The film opens with Welles/O'Hara narrating his woes as he flashbacks to a walk in a deserted central park set where Hayworth comes rolling along in a horse drawn carriage better known as a hansom cab that wants us to think New York City. A deserted 1948 New York City void of people cars or life. “Its only a paper moon just as phony as it could be, as the song sings.

O'Hara that black Irish son of a bitch plays and flirts with Hayworth trying to pick her up but she plays hard to get,at least for a minute. He offers her a smoke. “But I don't smoke” she coyly says. Yeah right and you don't fuck either, he is probably thinking. After this somewhat realistic scene everything begins to get weird and weirder as Hayworth gets attacked by some thugs and Welles comes to her rescue. Not much is made of this offense but we wonder who they were and why did they attack her.

Later on (off screen) she pushes her husband the “cripple” to go looking for Welles in a Merchant sailor hiring hall to get him to work for them on their luxury yacht on a voyage to Mexico. Let me out of here, I think to myself, strange doings are coming, the luck of the Irish is not a thing here so I buckle down for the ride. The yacht is real, belonging to none other than Errol Flynn who has lent or rented it to Welles for the filming maybe for a song and a dance and maybe for a cameo that some say you can spot him in the background of a scene or two. I didn't so I guess I will have to watch it again.

These on location Mexico scenes are beautiful really they are. Rita sunbaths on a cliff as Grisby drools and sweats over her through a pair of binoculars or is he drooling over Welles? There is an elaborate picnic that Sloan arranges that is a nod to the one in Kane, only somewhat more exotic and sinister and the plot thins or thickens depending on your mood.

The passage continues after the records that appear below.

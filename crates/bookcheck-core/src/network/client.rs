use reqwest::header::{HeaderMap, HeaderName, HeaderValue};
use reqwest::{Client, RequestBuilder};
use std::time::Duration;
use url::Url;

use super::transport::{HttpResponse, HttpTransport, TransportError, TransportResult};

const USER_AGENT: &str = concat!("bookcheck/", env!("CARGO_PKG_VERSION"));

/// reqwest-backed transport bound to one upstream's headers and timeout
pub struct HttpClient {
    inner: Client,
    timeout: Duration,
}

impl HttpClient {
    /// Build a client that sends `headers` with every request
    pub fn new(timeout: Duration, headers: &[(String, String)]) -> TransportResult<Self> {
        let inner = Client::builder()
            .timeout(timeout)
            .user_agent(USER_AGENT)
            .default_headers(header_map(headers)?)
            .build()?;

        Ok(Self { inner, timeout })
    }

    /// Client carrying an `Authorization: Bearer` header
    pub fn with_bearer(timeout: Duration, token: &str) -> TransportResult<Self> {
        Self::new(
            timeout,
            &[("Authorization".to_string(), format!("Bearer {token}"))],
        )
    }

    pub const fn timeout(&self) -> Duration {
        self.timeout
    }

    async fn send(&self, request: RequestBuilder) -> TransportResult<HttpResponse> {
        let response = request.send().await.map_err(classify)?;
        let status = response.status().as_u16();
        let body = response.text().await.map_err(classify)?;

        Ok(HttpResponse { status, body })
    }
}

#[async_trait::async_trait]
impl HttpTransport for HttpClient {
    async fn get(&self, url: &str, query: &[(&str, String)]) -> TransportResult<HttpResponse> {
        let url = validate_url(url)?;
        tracing::debug!(url = %url, "GET");

        self.send(self.inner.get(url).query(query)).await
    }

    async fn post_json(
        &self,
        url: &str,
        body: &serde_json::Value,
    ) -> TransportResult<HttpResponse> {
        let url = validate_url(url)?;
        tracing::debug!(url = %url, "POST");

        self.send(self.inner.post(url).json(body)).await
    }
}

fn header_map(headers: &[(String, String)]) -> TransportResult<HeaderMap> {
    let mut map = HeaderMap::with_capacity(headers.len());

    for (name, value) in headers {
        let header_name =
            HeaderName::from_bytes(name.as_bytes()).map_err(|e| TransportError::InvalidHeader {
                name: name.clone(),
                reason: e.to_string(),
            })?;
        let header_value =
            HeaderValue::from_str(value).map_err(|e| TransportError::InvalidHeader {
                name: name.clone(),
                reason: e.to_string(),
            })?;
        map.insert(header_name, header_value);
    }

    Ok(map)
}

fn validate_url(url: &str) -> TransportResult<Url> {
    let parsed = Url::parse(url)?;

    match parsed.scheme() {
        "http" | "https" => {}
        other => return Err(TransportError::InvalidUrl(format!("unsupported scheme {other}"))),
    }

    if parsed.host_str().is_none() {
        return Err(TransportError::InvalidUrl("No host in URL".to_string()));
    }

    Ok(parsed)
}

fn classify(err: reqwest::Error) -> TransportError {
    if err.is_timeout() {
        TransportError::Timeout
    } else {
        TransportError::Http(err)
    }
}
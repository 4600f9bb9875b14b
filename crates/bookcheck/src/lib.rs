#![allow(clippy::missing_errors_doc)]
#![allow(clippy::must_use_candidate)]

pub mod cli;
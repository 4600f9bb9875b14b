use anyhow::{bail, Result};
use bookcheck_core::{CatalogueClient, CatalogueQuery, Settings};

use super::{output, QueryArgs, SearchArgs};

pub async fn run(settings: &Settings, args: SearchArgs, json: bool) -> Result<()> {
    let query = query_from(args.query)?;
    let page_size = args.page_size.unwrap_or(settings.catalogue.page_size);

    let client = CatalogueClient::new(settings.catalogue.clone())?;
    let results = client.search(&query, args.page, page_size).await;
    client.close();

    if json {
        output::print_json(&results)
    } else {
        let label = format!("Search: {query} (page {})", args.page);
        print!("{}", output::format_library_results(&label, &results));
        Ok(())
    }
}

fn query_from(args: QueryArgs) -> Result<CatalogueQuery> {
    let query = match args {
        QueryArgs { title: Some(t), .. } => CatalogueQuery::title(t),
        QueryArgs { author: Some(a), .. } => CatalogueQuery::author(a),
        QueryArgs { isbn: Some(i), .. } => CatalogueQuery::isbn(i),
        QueryArgs { keyword: Some(k), .. } => CatalogueQuery::keyword(k),
        _ => bail!("one of --title, --author, --isbn or --keyword is required"),
    };
    Ok(query)
}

More strangeness is coming and man can Welles pack it in with a running time of only 87 minutes. Now its told that the original film was 2 hours but Harry cut it down and as it goes, the cut footage is gone, missing and never to be seen again lost with The Magnificent Ambersons in that great trashcan in the sky.

Grisby always sweating and bleating offers O'Hara a big payment of $5,000 to do something for him. Should I say what that is? Maybe I will, give me a few minutes to make up my mind, but in the meantime The feast of visual delights and ideas flow out through Welles in a rush of extraordinary cinematic images and sequences. There is a trial sequence that would make Lewis Carroll blush with envy, a chase on location in San Francisco's Chinatown that ends in a theater and the pounding jaw dropping shootout in an abandoned amusement park's chamber of horrors hall of mirrors. This is the loaded pistol, the winning hand, the art in the work of art, the scorching imagination of Welles the artist that brings this fantastic ending to this remarkable work of movie art. I will finally mention that the Kino transfer is superb, I thought I would fall into it, its that smooth lush and beautiful. I was nervous because the other Kino Welles flick that I got along with the lady was “The Stranger” which looked like Lassie had walked all over it. Not nice so I was nervous, but man I'll tell you this was the best 10 bucks I've dropped in a long time. The Best film, director, supporting actor, cinematography of 1948.